Les premières sont bien souvent des événements marquants. Pour un jeune diplomate enthousiaste à l’idée de partir en poste à l’étranger, la première affectation est à la fois redoutée et attendue. C’est un moment qui symbolise simultanément le fil d’arrivée et la ligne de départ, le point culminant de tant d’années de préparation sur les bancs d’école et à la centrale ainsi que le début d’une carrière hors du commun qui mènera littéralement aux quatre coins du monde. Bref, il est parfois difficile d’imaginer ce qui nous attend. Le texte qui suit rassemble quelques-unes des leçons que j’ai tirées après un an de formation linguistique et trois années passées en Thaïlande, dont près de 18 mois en temps de pandémie. Certaines viennent de mentors que j’ai côtoyés au fil des années. D’autres sont plutôt l’aboutissement de mes propres réflexions.
Premièrement : apprendre à embrasser l’imprévu sous toutes ses formes
Ceux qui aiment la routine ou encore veulent que tout se déroule sans encombre ont définitivement choisi le mauvais métier. Une bonne planification demeure la meilleure façon de pallier aux imprévus, mais il est impossible de toujours les anticiper. Ici, la capacité d’adaptation et d’improvisation sont clefs. Tout comme apprendre à gérer le stress et apprendre à rigoler suite aux changements de dernière minute. En faisant le point sur les quatre dernières années, je pense que la seule constante dans mon travail fut le changement qui se manifeste de façon imprévisible sans crier gare.
Deuxièmement : prendre les rênes de son propre parcours de carrière
Malgré la hiérarchie propre à la diplomatie, le manque relatif d’encadrement pour ce qui touche à notre développement professionnel me laisse encore bouche bée.

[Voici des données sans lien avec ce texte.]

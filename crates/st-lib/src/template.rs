//! `ST`: a user-facing template instance bound to a `CompiledST` and the
//! group that created it.

use std::cell::RefCell;
use std::rc::Rc;

use st_bytecode::{CompiledST, FormalArgument};
use st_core::Span;

use crate::group::Group;
use crate::interpreter::Interpreter;
use crate::value::Value;
use crate::RenderOptions;

/// One formal argument's slot. `Empty` is distinct from `Value::Null`: a
/// slot the caller never bound is eligible for its declared default; an
/// explicitly-added `null` attribute is not.
#[derive(Clone, Debug)]
enum Slot {
    Empty,
    Set(Value),
}

/// Construction-site and per-attribute history, recorded only when
/// `ST::with_debug` opts in. Rendering this is out of scope; it exists so
/// a host can inspect it.
#[derive(Clone, Debug, Default)]
pub struct DebugState {
    pub creation_site: String,
    pub added: Vec<(String, String)>,
}

struct STInner {
    compiled: Rc<CompiledST>,
    locals: Vec<Slot>,
    creation_group: Group,
    native_group: Group,
    defaults_applied: bool,
    debug: Option<DebugState>,
}

fn compiled_mut(inner: &mut STInner) -> &mut CompiledST {
    if Rc::strong_count(&inner.compiled) > 1 {
        inner.compiled = Rc::new(inner.compiled.clone_for_dynamic_args());
    }
    Rc::get_mut(&mut inner.compiled).expect("unique CompiledST after copy-on-write clone")
}

/// A template instance. Cheap to clone (an `Rc` pointer copy); all clones
/// alias the same underlying locals, matching the host-facing `&ST`
/// handles the public API hands back from `group.get_instance_of`.
#[derive(Clone)]
pub struct ST(Rc<RefCell<STInner>>);

impl ST {
    pub fn new(compiled: Rc<CompiledST>, creation_group: Group, native_group: Group) -> Self {
        let slot_count = compiled.formal_arguments.len();
        ST(Rc::new(RefCell::new(STInner {
            compiled,
            locals: vec![Slot::Empty; slot_count],
            creation_group,
            native_group,
            defaults_applied: false,
            debug: None,
        })))
    }

    pub fn with_debug(self) -> Self {
        {
            let mut inner = self.0.borrow_mut();
            let site = inner.compiled.full_name();
            inner.debug = Some(DebugState { creation_site: site, added: Vec::new() });
        }
        self
    }

    pub fn compiled(&self) -> Rc<CompiledST> {
        self.0.borrow().compiled.clone()
    }

    pub fn creation_group(&self) -> Group {
        self.0.borrow().creation_group.clone()
    }

    pub fn native_group(&self) -> Group {
        self.0.borrow().native_group.clone()
    }

    /// Adds `value` under `name`, chainable. A second `add` of the same
    /// name builds a list rather than overwriting, StringTemplate's
    /// multi-valued attribute rule. Adding an attribute not among a
    /// template's *declared* formal
    /// arguments triggers the copy-on-write clone described in
    /// `CompiledST::clone_for_dynamic_args`; adding an unknown name to a
    /// template that *does* declare an argument list is a host
    /// programming error, logged and otherwise ignored.
    pub fn add(&self, name: &str, value: impl Into<Value>) -> &Self {
        self.add_value(name, value.into());
        self
    }

    fn add_value(&self, name: &str, value: Value) {
        let mut inner = self.0.borrow_mut();
        let idx = match inner.compiled.formal_arguments.get(name).map(|a| a.index) {
            Some(idx) => idx,
            None if inner.compiled.has_formal_args => {
                log::warn!(
                    "add(\"{name}\", ..) ignored: {} has no such declared argument",
                    inner.compiled.full_name()
                );
                return;
            }
            None => {
                let compiled = compiled_mut(&mut inner);
                let idx = compiled.formal_arguments.len();
                compiled.add_arg(FormalArgument::new(name, idx, Span::default()));
                inner.locals.push(Slot::Empty);
                idx
            }
        };
        if let Some(debug) = inner.debug.as_mut() {
            debug.added.push((name.to_string(), value.to_string()));
        }
        let slot = std::mem::replace(&mut inner.locals[idx], Slot::Empty);
        inner.locals[idx] = match slot {
            Slot::Empty => Slot::Set(value),
            Slot::Set(Value::List(existing)) => {
                let mut items = (*existing).clone();
                items.push(value);
                Slot::Set(Value::list(items))
            }
            Slot::Set(previous) => Slot::Set(Value::list(vec![previous, value])),
        };
    }

    pub fn remove(&self, name: &str) {
        let mut inner = self.0.borrow_mut();
        if let Some(idx) = inner.compiled.formal_arguments.get(name).map(|a| a.index) {
            inner.locals[idx] = Slot::Empty;
        }
    }

    pub(crate) fn find_local(&self, name: &str) -> Option<usize> {
        self.0.borrow().compiled.formal_arguments.get(name).map(|a| a.index)
    }

    pub(crate) fn slot(&self, index: usize) -> Value {
        match &self.0.borrow().locals[index] {
            Slot::Set(v) => v.clone(),
            Slot::Empty => Value::Null,
        }
    }

    pub(crate) fn slot_is_empty(&self, index: usize) -> bool {
        matches!(self.0.borrow().locals[index], Slot::Empty)
    }

    pub(crate) fn set_slot(&self, index: usize, value: Value) {
        self.0.borrow_mut().locals[index] = Slot::Set(value);
    }

    /// Reads this instance's own attribute directly, with no enclosing
    /// scope walk; used by `LOAD_PROP`/`LOAD_PROP_IND` when the popped
    /// value is itself a template instance.
    pub fn get_attribute(&self, name: &str) -> Option<Value> {
        let idx = self.find_local(name)?;
        Some(self.slot(idx))
    }

    /// Marks this instance's lazy defaults as applied, returning whether
    /// they already had been (so the interpreter only resolves each
    /// default expression once per instance, the first time it runs).
    pub(crate) fn mark_defaults_applied(&self) -> bool {
        let mut inner = self.0.borrow_mut();
        std::mem::replace(&mut inner.defaults_applied, true)
    }

    pub fn debug_events(&self) -> Option<DebugState> {
        self.0.borrow().debug.clone()
    }

    /// Renders this instance with default options (no line wrap).
    pub fn render(&self) -> String {
        self.render_with(RenderOptions::default())
    }

    pub fn render_with(&self, options: RenderOptions) -> String {
        let mut writer = st_vm::string_writer();
        writer.set_line_width(options.line_width);
        let interp = Interpreter::new();
        interp.render(self, &mut writer);
        writer.into_inner()
    }

    /// Writes this instance through an arbitrary `fmt::Write` sink,
    /// returning the number of characters written.
    pub fn write(&self, sink: &mut dyn std::fmt::Write, options: RenderOptions) -> usize {
        let mut writer = st_vm::Writer::new(sink);
        writer.set_line_width(options.line_width);
        let interp = Interpreter::new();
        interp.render(self, &mut writer);
        writer.index() as usize
    }

    /// Adds a property bag under `name`: an aggregate with one field per
    /// entry in `fields`, paired positionally with `values`.
    pub fn add_aggr(&self, name: &str, fields: &[&str], values: impl IntoIterator<Item = Value>) -> &Self {
        let mut aggregate = crate::aggregate::Aggregate::new();
        let mut values = values.into_iter();
        for field in fields {
            if let Some(v) = values.next() {
                aggregate.set(*field, v);
            }
        }
        self.add_value(name, Value::Aggregate(Rc::new(aggregate)));
        self
    }

    /// `%1, %2, ...`-style convenience formatting for anonymous templates:
    /// translates each `%N` placeholder in `template_source` to `argN` and
    /// compiles the result as a template declaring `arg1..argN` formal
    /// arguments, then binds `args` to them positionally and renders.
    /// `template_source` must still supply its own expression delimiters,
    /// e.g. `"<%1> is <%2>"`.
    pub fn format(template_source: &str, args: &[Value]) -> String {
        let translated = translate_percent_placeholders(template_source, args.len());
        let formals: Vec<String> = (1..=args.len()).map(|i| format!("arg{i}")).collect();
        let source = format!("_format({}) ::= <<{}>>", formals.join(","), translated);
        let group = Group::from_string(source).expect("in-memory group source is never unreadable");
        let st = group.get_instance_of("/_format").expect("just-defined template always resolves");
        for (i, value) in args.iter().enumerate() {
            st.add(&format!("arg{}", i + 1), value.clone());
        }
        st.render()
    }
}

/// Rewrites every `%N` (1-based) in `source` to the bare identifier
/// `argN`, leaving any surrounding `<...>` expression delimiters the
/// caller already wrote untouched, so the translated body can be compiled
/// as an ordinary template. `%%` escapes a literal `%`.
fn translate_percent_placeholders(source: &str, max_arg: usize) -> String {
    let mut out = String::with_capacity(source.len());
    let mut chars = source.char_indices().peekable();
    while let Some((_, c)) = chars.next() {
        if c != '%' {
            out.push(c);
            continue;
        }
        match chars.peek().copied() {
            Some((_, '%')) => {
                out.push('%');
                chars.next();
            }
            Some((_, d)) if d.is_ascii_digit() => {
                let mut digits = String::new();
                while let Some((_, d)) = chars.peek().copied() {
                    if d.is_ascii_digit() {
                        digits.push(d);
                        chars.next();
                    } else {
                        break;
                    }
                }
                match digits.parse::<usize>() {
                    Ok(n) if n >= 1 && n <= max_arg => out.push_str(&format!("arg{n}")),
                    _ => {
                        out.push('%');
                        out.push_str(&digits);
                    }
                }
            }
            _ => out.push('%'),
        }
    }
    out
}

#[cfg(test)]
mod tests {
    use super::*;
    use crate::group::Group;

    fn simple_st(has_args: bool, args: &[&str]) -> ST {
        let group = Group::from_string("").unwrap();
        let mut compiled = CompiledST::new("t", "/", "");
        for a in args {
            let idx = compiled.formal_arguments.len();
            compiled.add_arg(FormalArgument::new(*a, idx, Span::default()));
        }
        compiled.has_formal_args = has_args;
        ST::new(Rc::new(compiled), group.clone(), group)
    }

    #[test]
    fn second_add_to_same_name_builds_a_list() {
        let st = simple_st(true, &["xs"]);
        st.add("xs", "a");
        st.add("xs", "b");
        let v = st.get_attribute("xs").unwrap();
        assert!(matches!(v, Value::List(items) if items.len() == 2));
    }

    #[test]
    fn add_on_undeclared_name_is_ignored_when_args_are_declared() {
        let st = simple_st(true, &["xs"]);
        st.add("unknown", "x");
        assert!(st.get_attribute("unknown").is_none());
    }

    #[test]
    fn add_on_argless_template_dynamically_extends_it() {
        let st = simple_st(false, &[]);
        st.add("anything", "x");
        assert!(matches!(st.get_attribute("anything"), Some(Value::Str(s)) if &*s == "x"));
    }

    #[test]
    fn copy_on_write_keeps_sibling_instances_independent() {
        let group = Group::from_string("").unwrap();
        let compiled = Rc::new(CompiledST::new("t", "/", ""));
        let a = ST::new(compiled.clone(), group.clone(), group.clone());
        let b = ST::new(compiled, group.clone(), group);
        a.add("x", "only-on-a");
        assert!(a.get_attribute("x").is_some());
        assert!(b.get_attribute("x").is_none());
    }

    #[test]
    fn remove_resets_slot_to_empty() {
        let st = simple_st(true, &["x"]);
        st.add("x", "v");
        st.remove("x");
        assert!(matches!(st.get_attribute("x"), Some(Value::Null)));
    }

    #[test]
    fn add_aggr_builds_a_property_bag_by_position() {
        let st = simple_st(true, &["person"]);
        st.add_aggr("person", &["name", "age"], [Value::str("Ada"), Value::Int(36)]);
        match st.get_attribute("person") {
            Some(Value::Aggregate(a)) => {
                assert!(matches!(a.get("name"), Some(Value::Str(s)) if &**s == "Ada"));
                assert!(matches!(a.get("age"), Some(Value::Int(36))));
            }
            other => panic!("expected an aggregate, got {other:?}"),
        }
    }

    #[test]
    fn format_translates_percent_placeholders_and_binds_positionally() {
        let out = ST::format("<%1> is <%2>", &[Value::str("Ada"), Value::Int(36)]);
        assert_eq!(out, "Ada is 36");
    }

    #[test]
    fn format_escapes_a_literal_percent_with_percent_percent() {
        let out = ST::format("100%% done: <%1>", &[Value::str("ok")]);
        assert_eq!(out, "100% done: ok");
    }
}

Sur une carrière de 35 ans, un agent du service extérieur peut normalement espérer compléter cinq ou six affectations à l’étranger entrecoupées par des retours au pays de durée variable. Il y a bien sûr des exceptions; je pense ici aux agents consulaires et à nos collègues de la filière immigration qui suivent une formation à la fois poussée et hautement structurée, et qui peuvent plus souvent faire des affectations croisées. Je crois donc qu’il est important de mettre sur papier ses objectifs à long terme. Cela inclut à mon avis le développement d’une ou deux spécialisations géographiques ou encore thématiques. Recruté pour travailler sur la Chine, j’ai toujours pensé que j’y passerais ma première affectation. Ce fut toute une surprise de recevoir mon message d’affectation avec comme entête « BNGKK », même si en fin de compte je suis content d’avoir pu élargir mes horizons en travaillant en Asie du Sud-est et d’avoir développé une perspective régionale qui me servira plus tard.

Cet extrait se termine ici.